### Work order
Where a line in the records below includes "count", pull that line out.

==*==

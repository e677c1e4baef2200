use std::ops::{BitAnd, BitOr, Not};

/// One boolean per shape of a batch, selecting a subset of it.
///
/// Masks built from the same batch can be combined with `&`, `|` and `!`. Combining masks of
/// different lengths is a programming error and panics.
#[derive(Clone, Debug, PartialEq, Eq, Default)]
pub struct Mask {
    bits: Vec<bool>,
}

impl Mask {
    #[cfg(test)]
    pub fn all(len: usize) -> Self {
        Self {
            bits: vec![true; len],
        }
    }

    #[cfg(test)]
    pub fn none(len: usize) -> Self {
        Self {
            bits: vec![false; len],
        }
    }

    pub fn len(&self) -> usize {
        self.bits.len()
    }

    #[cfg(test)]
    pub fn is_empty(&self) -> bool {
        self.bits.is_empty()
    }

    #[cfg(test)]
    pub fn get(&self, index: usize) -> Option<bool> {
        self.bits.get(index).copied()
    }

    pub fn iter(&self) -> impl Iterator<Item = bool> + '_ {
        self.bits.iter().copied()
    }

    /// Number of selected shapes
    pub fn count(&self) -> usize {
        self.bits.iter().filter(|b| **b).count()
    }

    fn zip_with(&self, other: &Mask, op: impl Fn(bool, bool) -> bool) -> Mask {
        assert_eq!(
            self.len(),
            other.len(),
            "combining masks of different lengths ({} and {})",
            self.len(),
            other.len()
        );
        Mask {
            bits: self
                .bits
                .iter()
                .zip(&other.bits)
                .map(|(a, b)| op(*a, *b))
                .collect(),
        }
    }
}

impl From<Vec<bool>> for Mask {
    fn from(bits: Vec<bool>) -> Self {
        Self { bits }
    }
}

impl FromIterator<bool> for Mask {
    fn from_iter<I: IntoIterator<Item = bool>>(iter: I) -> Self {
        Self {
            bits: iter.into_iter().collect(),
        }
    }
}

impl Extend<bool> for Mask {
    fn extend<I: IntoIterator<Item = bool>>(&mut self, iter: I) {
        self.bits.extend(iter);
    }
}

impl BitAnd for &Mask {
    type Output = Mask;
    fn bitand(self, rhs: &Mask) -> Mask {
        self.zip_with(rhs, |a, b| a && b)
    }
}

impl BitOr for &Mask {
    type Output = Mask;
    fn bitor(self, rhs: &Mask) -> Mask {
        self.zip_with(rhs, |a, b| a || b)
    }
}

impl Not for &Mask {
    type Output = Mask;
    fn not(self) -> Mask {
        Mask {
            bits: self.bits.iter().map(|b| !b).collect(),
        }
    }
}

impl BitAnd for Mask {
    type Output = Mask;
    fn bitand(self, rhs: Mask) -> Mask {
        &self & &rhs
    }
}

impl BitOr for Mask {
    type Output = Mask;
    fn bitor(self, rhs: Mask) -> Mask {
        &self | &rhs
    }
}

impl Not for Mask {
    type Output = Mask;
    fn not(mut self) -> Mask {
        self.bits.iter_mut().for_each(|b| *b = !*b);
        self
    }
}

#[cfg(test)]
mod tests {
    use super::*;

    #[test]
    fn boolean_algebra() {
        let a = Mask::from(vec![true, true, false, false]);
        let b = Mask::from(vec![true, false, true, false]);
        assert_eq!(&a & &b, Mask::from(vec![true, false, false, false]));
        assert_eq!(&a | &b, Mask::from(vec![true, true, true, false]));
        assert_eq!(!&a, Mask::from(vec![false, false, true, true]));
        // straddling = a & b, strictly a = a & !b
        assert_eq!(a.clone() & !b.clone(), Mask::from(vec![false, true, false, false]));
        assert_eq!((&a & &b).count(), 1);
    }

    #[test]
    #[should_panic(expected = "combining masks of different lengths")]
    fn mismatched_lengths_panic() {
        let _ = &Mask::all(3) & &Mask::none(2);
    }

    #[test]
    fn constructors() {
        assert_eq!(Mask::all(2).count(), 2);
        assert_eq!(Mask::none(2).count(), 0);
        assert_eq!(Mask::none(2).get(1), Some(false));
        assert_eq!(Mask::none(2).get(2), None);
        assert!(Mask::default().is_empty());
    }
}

==*==

### The answer
    pub fn count(&self) -> usize {
        self.bits.iter().filter(|b| **b).count()
        assert_eq!((&a & &b).count(), 1);
        assert_eq!(Mask::all(2).count(), 2);
        assert_eq!(Mask::none(2).count(), 0);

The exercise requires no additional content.